Why do birds have eyes? That sounds like a silly question. Suppose you said, “So they can see,” you would be correct. But that’s not the only purpose for a bird’s eyes.
Bird’s eyes also serve to cool the bird’s body. People sweat, dogs pant, but birds have another cooling system. Flying is a high-energy activity, and it can raise a bird’s body temperature so much that the heat could damage its central nervous system. A bird’s eyes are designed to eliminate this problem.
As the wind rushes past the eyes of a flying bird, it evaporates water from the surface. This evaporation cools the blood in the nearby veins. The cooler blood prevents the temperature of the bird’s brain from going too high. Scientists proved this by putting hoods over the heads of some birds.

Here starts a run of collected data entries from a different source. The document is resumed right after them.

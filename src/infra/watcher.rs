use crate::error::SidecarError;
use notify::{Config, Event, EventKind, RecommendedWatcher, RecursiveMode, Watcher};
use std::collections::HashMap;
use std::path::PathBuf;
use std::sync::{Arc, Mutex};
use tokio::sync::mpsc;
use tracing::{debug, info};

/// Emitted when an agent's session state file changes, so the supervisor can
/// poll that worktree immediately instead of waiting for the next tick.
#[derive(Debug)]
pub struct SessionFileChanged {
    pub worktree_name: String,
}

/// Watches the per-agent session files registered for running agents. The
/// session file is the authoritative "idle at prompt" signal; reacting to
/// its writes keeps the Waiting upgrade prompt-fast.
pub struct SessionFileWatcher {
    watcher: RecommendedWatcher,
    /// Watched session file → owning worktree. Shared with the notify
    /// callback, which runs on notify's own thread.
    watched: Arc<Mutex<HashMap<PathBuf, String>>>,
}

impl SessionFileWatcher {
    pub fn start(tx: mpsc::UnboundedSender<SessionFileChanged>) -> Result<Self, SidecarError> {
        let watched: Arc<Mutex<HashMap<PathBuf, String>>> = Arc::new(Mutex::new(HashMap::new()));
        let watched_cb = watched.clone();

        let watcher = RecommendedWatcher::new(
            move |res: Result<Event, notify::Error>| {
                let Ok(event) = res else { return };
                if !matches!(event.kind, EventKind::Create(_) | EventKind::Modify(_)) {
                    return;
                }
                let map = watched_cb.lock().unwrap_or_else(|p| p.into_inner());
                for path in &event.paths {
                    if let Some(worktree_name) = map.get(path) {
                        let _ = tx.send(SessionFileChanged {
                            worktree_name: worktree_name.clone(),
                        });
                    }
                }
            },
            Config::default(),
        )?;

        Ok(Self { watcher, watched })
    }

    /// Register a session file for a worktree's running agent. The parent
    /// directory is watched because the file may not exist yet.
    pub fn watch(&mut self, worktree_name: &str, path: PathBuf) {
        {
            let map = self.watched.lock().unwrap_or_else(|p| p.into_inner());
            if map.contains_key(&path) {
                return;
            }
        }
        if let Some(dir) = path.parent() {
            if let Err(e) = self.watcher.watch(dir, RecursiveMode::NonRecursive) {
                debug!(error = %e, dir = %dir.display(), "session-file watch failed");
                return;
            }
        }
        info!(worktree = worktree_name, path = %path.display(), "watching session file");
        self.watched
            .lock()
            .unwrap_or_else(|p| p.into_inner())
            .insert(path, worktree_name.to_string());
    }

    pub fn unwatch(&mut self, worktree_name: &str) {
        let mut map = self.watched.lock().unwrap_or_else(|p| p.into_inner());
        let stale: Vec<PathBuf> = map
            .iter()
            .filter(|(_, name)| name.as_str() == worktree_name)
            .map(|(path, _)| path.clone())
            .collect();
        for path in stale {
            if let Some(dir) = path.parent() {
                let _ = self.watcher.unwatch(dir);
            }
            map.remove(&path);
        }
    }
}

#[cfg(test)]
mod tests {
    use super::*;
    use tempfile::tempdir;
    use tokio::sync::mpsc::unbounded_channel;

    #[tokio::test]
    async fn change_to_watched_file_emits_event() {
        let dir = tempdir().unwrap();
        let session_file = dir.path().join(".sidecar-session.json");

        let (tx, mut rx) = unbounded_channel();
        let mut watcher = SessionFileWatcher::start(tx).unwrap();
        watcher.watch("feat-x", session_file.clone());

        std::fs::write(&session_file, r#"{"state":"idle"}"#).unwrap();

        let event = tokio::time::timeout(std::time::Duration::from_secs(5), rx.recv())
            .await
            .expect("watcher should fire")
            .expect("channel open");
        assert_eq!(event.worktree_name, "feat-x");
    }

    #[tokio::test]
    async fn unwatched_files_are_ignored() {
        let dir = tempdir().unwrap();
        let (tx, mut rx) = unbounded_channel();
        let mut watcher = SessionFileWatcher::start(tx).unwrap();
        watcher.watch("feat-x", dir.path().join(".sidecar-session.json"));
        watcher.unwatch("feat-x");

        std::fs::write(dir.path().join(".sidecar-session.json"), "{}").unwrap();

        let res =
            tokio::time::timeout(std::time::Duration::from_millis(300), rx.recv()).await;
        assert!(res.is_err(), "no event expected after unwatch");
    }
}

If the eyes were covered, the brain temperature rose dramatically. If the eyes were uncovered, the brain temperature stayed constant.
You might be surprised to know what animal has the most sophisticated visual system. Its eyes have at least twice as many types of color receptors compared to human eyes. They have three focal points while human eyes have only one. This animal can see both ultraviolet and infrared light, which our eyes cannot do. It has six polarization channels in each eye with high polarization sensitivity and hyperspectral imaging. What is the animal with this incredible visual system? It’s the mantis shrimp–a marine crustacean of the order Stomatopoda.
Researchers studying this animal’s eye say that it not only surpasses the sensitivity of our own visual system, but also captures more visual information, uses less power, and takes up less space than the most sophisticated state-of-the-art cameras. Scientists at the University of Illinois have developed a color-polarization camera based on the mantis shrimp’s visual system. The camera can aid in the early detection of cancer.
Mantis shrimps communicate using polarized light which cannot be detected by predators. They polarize the light by sending it across a reflector rather than the conventional method of sending the light through a lens. Researchers are copying this method of the mantis shrimp to develop a single chip, low-power, high-resolution color-polarization camera. The National Science Foundation and the Air Force Office of Scientific Research are sponsoring the project. The mantis-copied camera concept has great potential for a variety of applications.